(Excerpts from a dataset)
────────

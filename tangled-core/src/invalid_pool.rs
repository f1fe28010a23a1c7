// src/invalid_pool.rs

//! Bounded, age-purged pool of rejected message hashes.
//!
//! Remembering why a message was rejected lets the peer runtime answer
//! "have you seen this" without re-validating it, while the size and
//! age bounds keep a flood of garbage from growing the pool forever.

use crate::types::{Hash, Timestamp};
use std::collections::HashMap;

/// Tracks hashes known to be invalid, along with their last access time
pub struct InvalidPool {
    entries: HashMap<Hash, Timestamp>,
    max_size: usize,
    purge_after: i64,
}

impl InvalidPool {
    /// Creates a pool bounded to `max_size` entries, purging anything
    /// untouched for `purge_after` seconds
    pub fn new(max_size: usize, purge_after: i64) -> Self {
        Self {
            entries: HashMap::new(),
            max_size,
            purge_after,
        }
    }

    /// Records (or refreshes the access time of) a hash as invalid
    pub fn insert(&mut self, hash: Hash) {
        self.entries.insert(hash, crate::types::now());
        self.purge();
    }

    /// Checks whether a hash is in the pool, refreshing its access time
    /// if so
    pub fn contains(&mut self, hash: &str) -> bool {
        let present = self.entries.contains_key(hash);
        if present {
            self.entries.insert(hash.to_string(), crate::types::now());
        }
        self.purge();
        present
    }

    /// Checks whether a hash is in the pool without refreshing its
    /// access time or triggering a purge
    pub fn contains_ref(&self, hash: &str) -> bool {
        self.entries.contains_key(hash)
    }

    /// Number of entries currently tracked
    pub fn len(&self) -> usize {
        self.entries.len()
    }

    /// Whether the pool is empty
    pub fn is_empty(&self) -> bool {
        self.entries.is_empty()
    }

    fn purge(&mut self) {
        let now = crate::types::now();
        self.entries.retain(|_, t| *t + self.purge_after >= now);

        if self.entries.len() > self.max_size {
            let mut by_age: Vec<(Hash, Timestamp)> =
                self.entries.iter().map(|(h, t)| (h.clone(), *t)).collect();
            by_age.sort_by_key(|(_, t)| *t);

            let overflow = self.entries.len() - self.max_size;
            for (hash, _) in by_age.into_iter().take(overflow) {
                self.entries.remove(&hash);
            }
        }
    }
}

────────

> [Problem details]
Only the number is needed: please work out how many lines in the data contain the string "types".

> [Answer space]
4